Document Type : Research Paper

Authors

1 Graduated from Department of Anthropology, Faculty of Social Sciences, University of Tehran

2 Associate Professor, Department of Anthropology, Faculty of Social Sciences, University of Tehran

Abstract

This article attempts to examine the cultural-social construction of the gender subject and the impossibility of gender by theories Jacques Lacan and Judith Butler on the Transsexual subject. The interplay of Lacan's orders (Imaginary, Symbolic, and Real) indicates how the Transsexual subject forms through the gap between imaginary identity (Ego ideal) and symbolic identity (Ideal ego). Lacan argues sexual difference is beyond the sexual organs and is based on linguistic signifier as normative ideals, and Butler presents it as discourse structures that shape bodies and are expressed by performativity.

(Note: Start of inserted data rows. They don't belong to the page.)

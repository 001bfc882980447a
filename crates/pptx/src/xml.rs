//! Owned element tree built from quick-xml events.
//!
//! Elements and attributes are matched by local name, so `p:sp` and `sp`
//! are the same element and `r:embed` is found as `embed`.

use deck_core::{Error, Result};
use quick_xml::events::{BytesStart, Event};
use quick_xml::Reader;

/// A node inside an element.
#[derive(Debug, Clone, PartialEq)]
pub enum XmlNode {
    Element(XmlElement),
    Text(String),
}

/// An XML element with its attributes and children.
#[derive(Debug, Clone, PartialEq, Default)]
pub struct XmlElement {
    /// Local name, without namespace prefix.
    pub name: String,
    /// Attributes as (local name, unescaped value), in document order.
    pub attributes: Vec<(String, String)>,
    pub children: Vec<XmlNode>,
}

impl XmlElement {
    /// Parse a document and return its root element.
    pub fn parse(xml: &str) -> Result<XmlElement> {
        let mut reader = Reader::from_str(xml);
        reader.trim_text(false);

        // Synthetic holder for the root; popped off at the end.
        let mut stack: Vec<XmlElement> = vec![XmlElement::default()];

        loop {
            match reader.read_event() {
                Ok(Event::Start(ref e)) => {
                    stack.push(element_from_start(e)?);
                }
                Ok(Event::Empty(ref e)) => {
                    let element = element_from_start(e)?;
                    push_child(&mut stack, XmlNode::Element(element));
                }
                Ok(Event::End(_)) => {
                    if stack.len() < 2 {
                        return Err(Error::XmlError("Unexpected closing tag".to_string()));
                    }
                    if let Some(element) = stack.pop() {
                        push_child(&mut stack, XmlNode::Element(element));
                    }
                }
                Ok(Event::Text(ref e)) => {
                    if stack.len() > 1 {
                        let text = e
                            .unescape()
                            .map_err(|e| Error::XmlError(format!("Invalid text content: {}", e)))?;
                        push_child(&mut stack, XmlNode::Text(text.into_owned()));
                    }
                }
                Ok(Event::CData(ref e)) => {
                    if stack.len() > 1 {
                        let text = String::from_utf8_lossy(e).into_owned();
                        push_child(&mut stack, XmlNode::Text(text));
                    }
                }
                Ok(Event::Eof) => break,
                Err(e) => {
                    return Err(Error::XmlError(format!(
                        "Error at position {}: {}",
                        reader.buffer_position(),
                        e
                    )));
                }
                // Declarations, comments, processing instructions, doctype
                _ => {}
            }
        }

        if stack.len() != 1 {
            return Err(Error::XmlError("Unclosed element at end of document".to_string()));
        }

        stack
            .pop()
            .and_then(|holder| holder.children.into_iter().find_map(XmlNode::into_element))
            .ok_or_else(|| Error::XmlError("Document has no root element".to_string()))
    }

    /// First direct child element with the given local name.
    pub fn child(&self, name: &str) -> Option<&XmlElement> {
        self.elements().find(|e| e.name == name)
    }

    /// Direct child elements with the given local name.
    pub fn children<'a>(&'a self, name: &'a str) -> impl Iterator<Item = &'a XmlElement> + 'a {
        self.elements().filter(move |e| e.name == name)
    }

    /// All direct child elements.
    pub fn elements(&self) -> impl DoubleEndedIterator<Item = &XmlElement> {
        self.children.iter().filter_map(XmlNode::as_element)
    }

    /// Follow a path of direct children, e.g. `["spPr", "xfrm", "off"]`.
    pub fn path(&self, names: &[&str]) -> Option<&XmlElement> {
        names
            .iter()
            .try_fold(self, |element, name| element.child(name))
    }

    /// All descendant elements (excluding self) in document order.
    pub fn descendants(&self) -> Descendants<'_> {
        Descendants {
            stack: self.elements().rev().collect(),
        }
    }

    /// Descendant elements with the given local name, in document order.
    pub fn descendants_named<'a>(
        &'a self,
        name: &'a str,
    ) -> impl Iterator<Item = &'a XmlElement> + 'a {
        self.descendants().filter(move |e| e.name == name)
    }

    /// First descendant element with the given local name.
    pub fn find_descendant(&self, name: &str) -> Option<&XmlElement> {
        self.descendants().find(|e| e.name == name)
    }

    /// Attribute value by local name.
    pub fn attr(&self, name: &str) -> Option<&str> {
        self.attributes
            .iter()
            .find(|(key, _)| key == name)
            .map(|(_, value)| value.as_str())
    }

    /// Concatenated direct text content.
    pub fn text(&self) -> String {
        self.children
            .iter()
            .filter_map(|node| match node {
                XmlNode::Text(text) => Some(text.as_str()),
                XmlNode::Element(_) => None,
            })
            .collect()
    }
}

impl XmlNode {
    fn as_element(&self) -> Option<&XmlElement> {
        match self {
            XmlNode::Element(element) => Some(element),
            XmlNode::Text(_) => None,
        }
    }

    fn into_element(self) -> Option<XmlElement> {
        match self {
            XmlNode::Element(element) => Some(element),
            XmlNode::Text(_) => None,
        }
    }
}

/// Pre-order iterator over descendant elements.
pub struct Descendants<'a> {
    stack: Vec<&'a XmlElement>,
}

impl<'a> Iterator for Descendants<'a> {
    type Item = &'a XmlElement;

    fn next(&mut self) -> Option<Self::Item> {
        let element = self.stack.pop()?;
        self.stack.extend(element.elements().rev());
        Some(element)
    }
}

fn push_child(stack: &mut [XmlElement], node: XmlNode) {
    if let Some(parent) = stack.last_mut() {
        parent.children.push(node);
    }
}

fn element_from_start(e: &BytesStart<'_>) -> Result<XmlElement> {
    let name = String::from_utf8_lossy(local_name(e.name().as_ref())).into_owned();

    let mut attributes = Vec::new();
    for attr in e.attributes() {
        let attr = attr.map_err(|e| Error::XmlError(format!("Invalid attribute: {}", e)))?;
        let key = String::from_utf8_lossy(local_name(attr.key.as_ref())).into_owned();
        let value = attr
            .unescape_value()
            .map_err(|e| Error::XmlError(format!("Invalid attribute value: {}", e)))?
            .into_owned();
        attributes.push((key, value));
    }

    Ok(XmlElement {
        name,
        attributes,
        children: Vec::new(),
    })
}

/// Extract the local name from a potentially namespaced XML name.
fn local_name(name: &[u8]) -> &[u8] {
    if let Some(pos) = name.iter().position(|&b| b == b':') {
        &name[pos + 1..]
    } else {
        name
    }
}

#[cfg(test)]
mod tests {
    use super::*;

    #[test]
    fn test_local_name() {
        assert_eq!(local_name(b"p:sp"), b"sp");
        assert_eq!(local_name(b"a:t"), b"t");
        assert_eq!(local_name(b"sp"), b"sp");
    }

    #[test]
    fn test_parse_tree() {
        let xml = r#"<?xml version="1.0" encoding="UTF-8" standalone="yes"?>
<p:sld xmlns:a="urn:a" xmlns:p="urn:p">
  <p:cSld>
    <a:t xml:space="preserve"> Tom &amp; Jerry </a:t>
    <a:blip r:embed="rId2"/>
  </p:cSld>
</p:sld>"#;
        let root = XmlElement::parse(xml).unwrap();
        assert_eq!(root.name, "sld");

        let t = root.path(&["cSld", "t"]).unwrap();
        assert_eq!(t.text(), " Tom & Jerry ");
        assert_eq!(t.attr("space"), Some("preserve"));

        let blip = root.find_descendant("blip").unwrap();
        assert_eq!(blip.attr("embed"), Some("rId2"));
        assert!(blip.children.is_empty());
    }

    #[test]
    fn test_descendants_in_document_order() {
        let xml = "<root><a n=\"1\"><a n=\"2\"/></a><b><a n=\"3\"/></b><a n=\"4\"/></root>";
        let root = XmlElement::parse(xml).unwrap();
        let order: Vec<&str> = root
            .descendants_named("a")
            .filter_map(|e| e.attr("n"))
            .collect();
        assert_eq!(order, vec!["1", "2", "3", "4"]);
        assert_eq!(root.children("a").count(), 2);
    }

    #[test]
    fn test_attribute_order_does_not_matter() {
        let a = XmlElement::parse(r#"<off x="1" y="2"/>"#).unwrap();
        let b = XmlElement::parse(r#"<off   y="2"
            x="1" />"#)
        .unwrap();
        assert_eq!(a.attr("x"), b.attr("x"));
        assert_eq!(a.attr("y"), b.attr("y"));
    }

    #[test]
    fn test_malformed_markup_is_an_error() {
        assert!(matches!(
            XmlElement::parse("<a><b></a>"),
            Err(Error::XmlError(_))
        ));
        assert!(matches!(XmlElement::parse("<a>"), Err(Error::XmlError(_))));
        assert!(matches!(XmlElement::parse(""), Err(Error::XmlError(_))));
    }
}
//! Vector shape extraction.

use crate::color::solid_fill_color;
use crate::xml::XmlElement;
use deck_core::units::{parse_integer, parse_px};
use deck_core::{BoundingBox, Result, Shape, ThemePalette};

/// Guide values are expressed in 1/100000 of the reference length.
const GUIDE_SCALE: f64 = 100_000.0;

/// Extract the shapes (`p:sp`) of a slide in document order.
pub fn extract_shapes(slide: &XmlElement, palette: &ThemePalette) -> Result<Vec<Shape>> {
    let mut shapes = Vec::new();

    for sp in slide.descendants_named("sp") {
        let mut shape = Shape::default();

        if let Some(props) = sp.child("spPr") {
            if let Some(xfrm) = props.child("xfrm") {
                shape.bounding_box = bounding_box(xfrm)?;
            }

            shape.fill_color = solid_fill_color(props, palette);

            if let Some(line) = props.child("ln") {
                if let Some(width) = line.attr("w") {
                    shape.stroke_width_px = Some(parse_px("w", width)?);
                    shape.stroke_color = solid_fill_color(line, palette);
                }
            }

            if let Some(geometry) = props.child("prstGeom") {
                shape.corner_radius_px = corner_radius(geometry, &shape.bounding_box)?;
            }
        }

        shapes.push(shape);
    }

    Ok(shapes)
}

/// Position from `a:off` and size from `a:ext`, in pixels.
fn bounding_box(xfrm: &XmlElement) -> Result<BoundingBox> {
    let mut bbox = BoundingBox::default();

    if let Some((x, y)) = xfrm
        .child("off")
        .and_then(|e| Some((e.attr("x")?, e.attr("y")?)))
    {
        bbox.x = parse_px("x", x)?;
        bbox.y = parse_px("y", y)?;
    }

    if let Some((cx, cy)) = xfrm
        .child("ext")
        .and_then(|e| Some((e.attr("cx")?, e.attr("cy")?)))
    {
        bbox.width = parse_px("cx", cx)?;
        bbox.height = parse_px("cy", cy)?;
    }

    Ok(bbox)
}

/// Corner radius of a rounded rectangle, from its `adj` guide.
///
/// Other geometries, and rounded rectangles without an explicit guide,
/// have no radius.
fn corner_radius(geometry: &XmlElement, bbox: &BoundingBox) -> Result<Option<i64>> {
    let is_round_rect = geometry
        .attr("prst")
        .map(|prst| prst.to_ascii_lowercase().contains("roundrect"))
        .unwrap_or(false);
    if !is_round_rect {
        return Ok(None);
    }

    let adj = geometry
        .child("avLst")
        .and_then(|list| list.children("gd").find(|gd| gd.attr("name") == Some("adj")))
        .and_then(|gd| gd.attr("fmla"))
        .and_then(|fmla| fmla.strip_prefix("val "));

    let Some(adj) = adj else {
        return Ok(None);
    };

    let fraction = parse_integer("adj", adj)? as f64 / GUIDE_SCALE;
    let shorter = bbox.width.min(bbox.height) as f64;
    Ok(Some((fraction * shorter + 0.5).floor() as i64))
}

#[cfg(test)]
mod tests {
    use super::*;
    use deck_core::Error;

    fn shapes(body: &str) -> Result<Vec<Shape>> {
        let xml = format!(
            r#"<p:sld xmlns:a="urn:a" xmlns:p="urn:p"><p:cSld><p:spTree>{}</p:spTree></p:cSld></p:sld>"#,
            body
        );
        let slide = XmlElement::parse(&xml).unwrap();
        extract_shapes(&slide, &ThemePalette::default())
    }

    #[test]
    fn test_styled_shape() {
        let shapes = shapes(
            r#"<p:sp>
                <p:nvSpPr><p:cNvPr id="2" name="Rectangle 1"/></p:nvSpPr>
                <p:spPr>
                    <a:xfrm><a:off x="914400" y="457200"/><a:ext cx="1828800" cy="952500"/></a:xfrm>
                    <a:prstGeom prst="rect"><a:avLst/></a:prstGeom>
                    <a:solidFill><a:srgbClr val="336699"/></a:solidFill>
                    <a:ln w="19050"><a:solidFill><a:schemeClr val="accent2"/></a:solidFill></a:ln>
                </p:spPr>
            </p:sp>"#,
        )
        .unwrap();

        assert_eq!(shapes.len(), 1);
        let shape = &shapes[0];
        assert_eq!(
            shape.bounding_box,
            BoundingBox {
                x: 96,
                y: 48,
                width: 192,
                height: 100
            }
        );
        assert_eq!(shape.fill_color.as_deref(), Some("#336699"));
        assert_eq!(shape.stroke_width_px, Some(2));
        assert_eq!(shape.stroke_color.as_deref(), Some("#ED7D31"));
        assert_eq!(shape.corner_radius_px, None);
    }

    #[test]
    fn test_shape_without_properties() {
        let shapes = shapes(r#"<p:sp><p:nvSpPr/><p:spPr/></p:sp><p:sp/>"#).unwrap();
        assert_eq!(shapes, vec![Shape::default(), Shape::default()]);
    }

    #[test]
    fn test_outline_without_width_has_no_stroke() {
        let shapes = shapes(
            r#"<p:sp><p:spPr><a:ln><a:solidFill><a:srgbClr val="000000"/></a:solidFill></a:ln></p:spPr></p:sp>"#,
        )
        .unwrap();
        assert_eq!(shapes[0].stroke_width_px, None);
        assert_eq!(shapes[0].stroke_color, None);
        assert_eq!(shapes[0].fill_color, None);
    }

    #[test]
    fn test_text_color_is_not_shape_fill() {
        let shapes = shapes(
            r#"<p:sp><p:spPr/><p:txBody><a:p><a:r><a:rPr><a:solidFill><a:srgbClr val="FF0000"/></a:solidFill></a:rPr><a:t>x</a:t></a:r></a:p></p:txBody></p:sp>"#,
        )
        .unwrap();
        assert_eq!(shapes[0].fill_color, None);
    }

    #[test]
    fn test_round_rect_corner_radius() {
        let shapes = shapes(
            r#"<p:sp><p:spPr>
                <a:xfrm><a:off x="0" y="0"/><a:ext cx="1905000" cy="952500"/></a:xfrm>
                <a:prstGeom prst="roundRect"><a:avLst><a:gd name="adj" fmla="val 16667"/></a:avLst></a:prstGeom>
            </p:spPr></p:sp>
            <p:sp><p:spPr>
                <a:xfrm><a:off x="0" y="0"/><a:ext cx="1905000" cy="952500"/></a:xfrm>
                <a:prstGeom prst="roundRect"><a:avLst/></a:prstGeom>
            </p:spPr></p:sp>
            <p:sp><p:spPr>
                <a:xfrm><a:off x="0" y="0"/><a:ext cx="952500" cy="1905000"/></a:xfrm>
                <a:prstGeom prst="snipRoundRect"><a:avLst><a:gd name="adj" fmla="val 50000"/></a:avLst></a:prstGeom>
            </p:spPr></p:sp>
            <p:sp><p:spPr>
                <a:xfrm><a:off x="0" y="0"/><a:ext cx="952500" cy="952500"/></a:xfrm>
                <a:prstGeom prst="ellipse"><a:avLst><a:gd name="adj" fmla="val 50000"/></a:avLst></a:prstGeom>
            </p:spPr></p:sp>"#,
        )
        .unwrap();

        // 0.16667 * min(200, 100) = 16.667
        assert_eq!(shapes[0].corner_radius_px, Some(17));
        // No explicit guide
        assert_eq!(shapes[1].corner_radius_px, None);
        // 0.5 * min(100, 200)
        assert_eq!(shapes[2].corner_radius_px, Some(50));
        // Not a rounded rectangle
        assert_eq!(shapes[3].corner_radius_px, None);
    }

    #[test]
    fn test_shapes_in_document_order() {
        let shapes = shapes(
            r#"<p:sp><p:spPr><a:xfrm><a:off x="9525" y="0"/><a:ext cx="0" cy="0"/></a:xfrm></p:spPr></p:sp>
            <p:grpSp><p:sp><p:spPr><a:xfrm><a:off x="19050" y="0"/><a:ext cx="0" cy="0"/></a:xfrm></p:spPr></p:sp></p:grpSp>
            <p:pic><p:spPr/></p:pic>
            <p:sp><p:spPr><a:xfrm><a:off x="28575" y="0"/><a:ext cx="0" cy="0"/></a:xfrm></p:spPr></p:sp>"#,
        )
        .unwrap();
        let xs: Vec<i64> = shapes.iter().map(|s| s.bounding_box.x).collect();
        assert_eq!(xs, vec![1, 2, 3]);
    }

    #[test]
    fn test_invalid_offset_is_an_error() {
        assert!(matches!(
            shapes(r#"<p:sp><p:spPr><a:xfrm><a:off x="left" y="0"/></a:xfrm></p:spPr></p:sp>"#),
            Err(Error::InvalidNumber { .. })
        ));
    }
}
//! Per-slide extraction.

use crate::images::{extract_images, referenced_media};
use crate::media::MediaLookup;
use crate::shapes::extract_shapes;
use crate::text::extract_text_runs;
use crate::xml::XmlElement;
use deck_core::{Result, Slide, ThemePalette};

/// A parsed slide document and its optional relationship document.
#[derive(Debug, Clone)]
pub struct SlideDocuments {
    pub slide: XmlElement,
    pub relationships: Option<XmlElement>,
}

impl SlideDocuments {
    pub fn parse(slide_xml: &str, relationships_xml: Option<&str>) -> Result<Self> {
        Ok(Self {
            slide: XmlElement::parse(slide_xml)?,
            relationships: relationships_xml.map(XmlElement::parse).transpose()?,
        })
    }

    /// File names of the media whose bytes the slide's images need.
    pub fn referenced_media(&self) -> Vec<String> {
        referenced_media(&self.slide, self.relationships.as_ref())
    }
}

/// Extract a [`Slide`] from its parsed documents.
pub fn process_slide(
    documents: &SlideDocuments,
    number: u32,
    palette: &ThemePalette,
    media: &dyn MediaLookup,
) -> Result<Slide> {
    let slide = &documents.slide;

    Ok(Slide {
        number,
        text_runs: extract_text_runs(slide, palette)?,
        shapes: extract_shapes(slide, palette)?,
        images: extract_images(slide, documents.relationships.as_ref(), media),
        error: None,
    })
}
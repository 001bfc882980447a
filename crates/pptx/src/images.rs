//! Embedded image extraction.
//!
//! Pictures are referenced from slide markup by relationship id
//! (`<a:blip r:embed="rId2"/>`); the slide's relationship document maps the
//! id to a media entry such as `../media/image1.png`.

use crate::media::MediaLookup;
use crate::xml::XmlElement;
use deck_core::Image;
use std::collections::HashMap;

/// Formats renderers cannot display; these get a placeholder instead of data.
pub const UNSUPPORTED_EXTENSIONS: [&str; 2] = ["emf", "wmf"];

/// Grey 200x200 SVG reading "EMF/WMF not supported".
pub const UNSUPPORTED_PLACEHOLDER: &str = "data:image/svg+xml;base64,PHN2ZyB3aWR0aD0iMjAwIiBoZWlnaHQ9IjIwMCIgeG1sbnM9Imh0dHA6Ly93d3cudzMub3JnLzIwMDAvc3ZnIj48cmVjdCB3aWR0aD0iMjAwIiBoZWlnaHQ9IjIwMCIgZmlsbD0iI2YwZjBmMCIvPjx0ZXh0IHg9IjEwMCIgeT0iMTAwIiBmb250LWZhbWlseT0iQXJpYWwiIGZvbnQtc2l6ZT0iMTQiIHRleHQtYW5jaG9yPSJtaWRkbGUiIGZpbGw9IiM2NjYiPkVNRi9XTUYgbm90IHN1cHBvcnRlZDwvdGV4dD48L3N2Zz4=";

/// Extract the images referenced by a slide, in document order.
///
/// Without a relationship document no image can be resolved and the result
/// is empty. References missing from the relationships are dropped.
pub fn extract_images(
    slide: &XmlElement,
    relationships: Option<&XmlElement>,
    media: &dyn MediaLookup,
) -> Vec<Image> {
    let Some(relationships) = relationships else {
        return Vec::new();
    };

    let targets = relationship_targets(relationships);

    slide
        .descendants_named("blip")
        .filter_map(|blip| blip.attr("embed"))
        .filter_map(|embed_id| match targets.get(embed_id) {
            Some(target) => Some(build_image(embed_id, target, media)),
            None => {
                log::debug!("Image reference '{}' has no relationship", embed_id);
                None
            }
        })
        .collect()
}

/// File names of the supported media a slide references, without repeats.
///
/// These are the only media entries [`extract_images`] attaches data for.
pub fn referenced_media(slide: &XmlElement, relationships: Option<&XmlElement>) -> Vec<String> {
    let Some(relationships) = relationships else {
        return Vec::new();
    };

    let targets = relationship_targets(relationships);

    let mut filenames: Vec<String> = slide
        .descendants_named("blip")
        .filter_map(|blip| blip.attr("embed"))
        .filter_map(|embed_id| targets.get(embed_id))
        .map(|target| file_name(&media_path(target)).to_string())
        .filter(|filename| is_supported(filename))
        .collect();
    filenames.sort();
    filenames.dedup();
    filenames
}

/// Map relationship ids to targets; the first declaration of an id wins.
fn relationship_targets(relationships: &XmlElement) -> HashMap<&str, &str> {
    let mut targets = HashMap::new();
    for rel in relationships.children("Relationship") {
        if let (Some(id), Some(target)) = (rel.attr("Id"), rel.attr("Target")) {
            targets.entry(id).or_insert(target);
        }
    }
    targets
}

fn build_image(embed_id: &str, target: &str, media: &dyn MediaLookup) -> Image {
    let path = media_path(target);
    let filename = file_name(&path).to_string();
    let extension = file_extension(&filename);

    let mut image = Image {
        embed_id: embed_id.to_string(),
        path,
        filename,
        extension,
        supported: true,
        data: None,
        placeholder_data_uri: None,
    };

    if !is_supported(&image.filename) {
        image.supported = false;
        image.placeholder_data_uri = Some(UNSUPPORTED_PLACEHOLDER.to_string());
    } else {
        image.data = media.find(&image.filename);
        if image.data.is_none() {
            log::debug!("Media entry '{}' not found", image.filename);
        }
    }

    image
}

fn file_name(path: &str) -> &str {
    path.rsplit('/').next().unwrap_or_default()
}

fn file_extension(filename: &str) -> String {
    filename.rsplit('.').next().unwrap_or_default().to_lowercase()
}

fn is_supported(filename: &str) -> bool {
    !UNSUPPORTED_EXTENSIONS.contains(&file_extension(filename).as_str())
}

/// Rewrite a slide-relative target (`../media/x.png`) to a package path.
fn media_path(target: &str) -> String {
    match target.strip_prefix("../") {
        Some(rest) => format!("ppt/{}", rest),
        None => target.to_string(),
    }
}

The research is qualitative, data are collected through interviews and analyzed in terms of narrative research via theoretical concepts. The research field in Tehran, and research participants are seven Transsexual people who have been selected by the snowball method. Findings depict that the impossibility of realizing gender as signified represented through physical signifier by performativity. The subject's attempt in the symbolic to align with the imaginary gender dealing with the real is an insurmountable gap. The focus of gender difference/identity on the axis’ the signifier/body in the symbolic causes the loss of gender that constructs and destroys the subject by performativity as fantasy. Gender is linguistic and performative not immanent.